Saved data entries
☆ ☆ ☆ ☆ ☆
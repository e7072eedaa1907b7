//! Retried acquisition of connections to running nodes.
//!
//! Shell transports (SSH and friends) live outside this crate. They plug in
//! through [`ShellConnector`]; [`with_retry`] owns the reconnect loop so each
//! transport does not carry its own.

use std::fmt;
use std::sync::Arc;
use std::time::Duration;

use async_trait::async_trait;
use tokio::time::sleep;
use tracing::{debug, info, warn};

use crate::config::ConvergeConfig;
use crate::error::{ConvergeError, ProviderError, Result};
use crate::node::LoginCredentials;
use crate::socket::HostAndPort;

/// A resource that can be torn down and re-created between attempts.
#[async_trait]
pub trait Connection: fmt::Display + Send {
    type Output: Send;

    /// Release whatever the previous attempt left behind.
    async fn clear(&mut self) -> std::result::Result<(), ProviderError>;

    async fn create(&mut self) -> std::result::Result<Self::Output, ProviderError>;
}

/// How many times to try and how long to wait between attempts.
#[derive(Debug, Clone, Copy, PartialEq, Eq)]
pub struct BackoffPolicy {
    pub max_attempts: u32,
    pub base_delay: Duration,
    pub max_delay: Duration,
}

impl BackoffPolicy {
    pub fn new(max_attempts: u32, base_delay: Duration) -> Self {
        Self {
            max_attempts: max_attempts.max(1),
            base_delay,
            max_delay: Duration::from_secs(60),
        }
    }

    pub fn from_config(config: &ConvergeConfig) -> Self {
        Self::new(config.ssh_max_retries, config.retry_base_delay())
    }

    /// `base_delay * 2^(attempt - 1)`, capped at `max_delay`.
    pub fn delay_for(&self, attempt: u32) -> Duration {
        let exp = attempt.saturating_sub(1).min(20);
        self.base_delay
            .saturating_mul(1u32 << exp)
            .min(self.max_delay)
    }

    /// Lookup failures will not change on retry; everything else might.
    pub fn should_retry(&self, error: &ProviderError) -> bool {
        !matches!(
            error,
            ProviderError::NotFound(_) | ProviderError::AlreadyExists(_)
        )
    }
}

/// Acquire `connection`, calling `clear` then `create` on every attempt.
pub async fn with_retry<C: Connection>(connection: &mut C, policy: &BackoffPolicy) -> Result<C::Output> {
    let max_attempts = policy.max_attempts.max(1);
    let mut attempt = 1;

    loop {
        debug!(connection = %connection, attempt, "Acquiring connection");
        let result = match connection.clear().await {
            Ok(()) => connection.create().await,
            Err(e) => Err(e),
        };

        let error = match result {
            Ok(output) => {
                debug!(connection = %connection, attempt, "Acquired connection");
                return Ok(output);
            }
            Err(e) => e,
        };

        if !policy.should_retry(&error) {
            warn!(connection = %connection, error = %error, "Error acquiring connection (not retryable)");
            return Err(ConvergeError::Provider(error));
        }
        if attempt >= max_attempts {
            warn!(connection = %connection, attempts = attempt, error = %error, "Out of retries");
            return Err(ConvergeError::RetriesExhausted {
                connection: connection.to_string(),
                attempts: max_attempts,
                source: error,
            });
        }

        info!(
            connection = %connection,
            attempt,
            max_attempts,
            error = %error,
            "Error acquiring connection, retrying"
        );
        sleep(policy.delay_for(attempt)).await;
        attempt += 1;
    }
}

/// Opens and closes shell sessions on nodes.
#[async_trait]
pub trait ShellConnector: Send + Sync {
    async fn connect(
        &self,
        target: &HostAndPort,
        credentials: Option<&LoginCredentials>,
    ) -> std::result::Result<(), ProviderError>;

    async fn disconnect(&self, target: &HostAndPort) -> std::result::Result<(), ProviderError>;
}

/// A login session to one node, acquired through [`with_retry`].
pub struct ShellSession {
    connector: Arc<dyn ShellConnector>,
    target: HostAndPort,
    credentials: Option<LoginCredentials>,
    connected: bool,
}

impl ShellSession {
    pub fn new(
        connector: Arc<dyn ShellConnector>,
        target: HostAndPort,
        credentials: Option<LoginCredentials>,
    ) -> Self {
        Self {
            connector,
            target,
            credentials,
            connected: false,
        }
    }

    pub fn is_connected(&self) -> bool {
        self.connected
    }

    pub async fn close(&mut self) -> std::result::Result<(), ProviderError> {
        self.clear().await
    }
}

impl fmt::Display for ShellSession {
    fn fmt(&self, f: &mut fmt::Formatter<'_>) -> fmt::Result {
        let user = self.credentials.as_ref().map(|c| c.user.as_str()).unwrap_or("?");
        write!(f, "session({}@{})", user, self.target)
    }
}

#[async_trait]
impl Connection for ShellSession {
    type Output = HostAndPort;

    async fn clear(&mut self) -> std::result::Result<(), ProviderError> {
        if self.connected {
            self.connected = false;
            if let Err(e) = self.connector.disconnect(&self.target).await {
                warn!(target = %self.target, error = %e, "Error closing session");
            }
        }
        Ok(())
    }

    async fn create(&mut self) -> std::result::Result<HostAndPort, ProviderError> {
        self.connector
            .connect(&self.target, self.credentials.as_ref())
            .await?;
        self.connected = true;
        Ok(self.target.clone())
    }
}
☆ ☆ ☆ ☆ ☆
DESCRIPTION OF THE TASK
Line by line, copy the data above exactly as it reads.

WRITTEN ANSWER
repository e7072eedaa1907b7
//! Retried acquisition of connections to running nodes.
//!
//! Shell transports (SSH and friends) live outside this crate. They plug in
//! through [`ShellConnector`]; [`with_retry`] owns the reconnect loop so each
//! transport does not carry its own.

use std::fmt;
use std::sync::Arc;
use std::time::Duration;

use async_trait::async_trait;
use tokio::time::sleep;
use tracing::{debug, info, warn};

use crate::config::ConvergeConfig;
use crate::error::{ConvergeError, ProviderError, Result};
use crate::node::LoginCredentials;
use crate::socket::HostAndPort;

/// A resource that can be torn down and re-created between attempts.
#[async_trait]
pub trait Connection: fmt::Display + Send {
    type Output: Send;

    /// Release whatever the previous attempt left behind.
    async fn clear(&mut self) -> std::result::Result<(), ProviderError>;

    async fn create(&mut self) -> std::result::Result<Self::Output, ProviderError>;
}

/// How many times to try and how long to wait between attempts.
#[derive(Debug, Clone, Copy, PartialEq, Eq)]
pub struct BackoffPolicy {
    pub max_attempts: u32,
    pub base_delay: Duration,
    pub max_delay: Duration,
}

impl BackoffPolicy {
    pub fn new(max_attempts: u32, base_delay: Duration) -> Self {
        Self {
            max_attempts: max_attempts.max(1),
            base_delay,
            max_delay: Duration::from_secs(60),
        }
    }

    pub fn from_config(config: &ConvergeConfig) -> Self {
        Self::new(config.ssh_max_retries, config.retry_base_delay())
    }

    /// `base_delay * 2^(attempt - 1)`, capped at `max_delay`.
    pub fn delay_for(&self, attempt: u32) -> Duration {
        let exp = attempt.saturating_sub(1).min(20);
        self.base_delay
            .saturating_mul(1u32 << exp)
            .min(self.max_delay)
    }

    /// Lookup failures will not change on retry; everything else might.
    pub fn should_retry(&self, error: &ProviderError) -> bool {
        !matches!(
            error,
            ProviderError::NotFound(_) | ProviderError::AlreadyExists(_)
        )
    }
}

/// Acquire `connection`, calling `clear` then `create` on every attempt.
pub async fn with_retry<C: Connection>(connection: &mut C, policy: &BackoffPolicy) -> Result<C::Output> {
    let max_attempts = policy.max_attempts.max(1);
    let mut attempt = 1;

    loop {
        debug!(connection = %connection, attempt, "Acquiring connection");
        let result = match connection.clear().await {
            Ok(()) => connection.create().await,
            Err(e) => Err(e),
        };

        let error = match result {
            Ok(output) => {
                debug!(connection = %connection, attempt, "Acquired connection");
                return Ok(output);
            }
            Err(e) => e,
        };

        if !policy.should_retry(&error) {
            warn!(connection = %connection, error = %error, "Error acquiring connection (not retryable)");
            return Err(ConvergeError::Provider(error));
        }
        if attempt >= max_attempts {
            warn!(connection = %connection, attempts = attempt, error = %error, "Out of retries");
            return Err(ConvergeError::RetriesExhausted {
                connection: connection.to_string(),
                attempts: max_attempts,
                source: error,
            });
        }

        info!(
            connection = %connection,
            attempt,
            max_attempts,
            error = %error,
            "Error acquiring connection, retrying"
        );
        sleep(policy.delay_for(attempt)).await;
        attempt += 1;
    }
}

/// Opens and closes shell sessions on nodes.
#[async_trait]
pub trait ShellConnector: Send + Sync {
    async fn connect(
        &self,
        target: &HostAndPort,
        credentials: Option<&LoginCredentials>,
    ) -> std::result::Result<(), ProviderError>;

    async fn disconnect(&self, target: &HostAndPort) -> std::result::Result<(), ProviderError>;
}

/// A login session to one node, acquired through [`with_retry`].
pub struct ShellSession {
    connector: Arc<dyn ShellConnector>,
    target: HostAndPort,
    credentials: Option<LoginCredentials>,
    connected: bool,
}

impl ShellSession {
    pub fn new(
        connector: Arc<dyn ShellConnector>,
        target: HostAndPort,
        credentials: Option<LoginCredentials>,
    ) -> Self {
        Self {
            connector,
            target,
            credentials,
            connected: false,
        }
    }

    pub fn is_connected(&self) -> bool {
        self.connected
    }

    pub async fn close(&mut self) -> std::result::Result<(), ProviderError> {
        self.clear().await
    }
}

impl fmt::Display for ShellSession {
    fn fmt(&self, f: &mut fmt::Formatter<'_>) -> fmt::Result {
        let user = self.credentials.as_ref().map(|c| c.user.as_str()).unwrap_or("?");
        write!(f, "session({}@{})", user, self.target)
    }
}

#[async_trait]
impl Connection for ShellSession {
    type Output = HostAndPort;

    async fn clear(&mut self) -> std::result::Result<(), ProviderError> {
        if self.connected {
            self.connected = false;
            if let Err(e) = self.connector.disconnect(&self.target).await {
                warn!(target = %self.target, error = %e, "Error closing session");
            }
        }
        Ok(())
    }

    async fn create(&mut self) -> std::result::Result<HostAndPort, ProviderError> {
        self.connector
            .connect(&self.target, self.credentials.as_ref())
            .await?;
        self.connected = true;
        Ok(self.target.clone())
    }
}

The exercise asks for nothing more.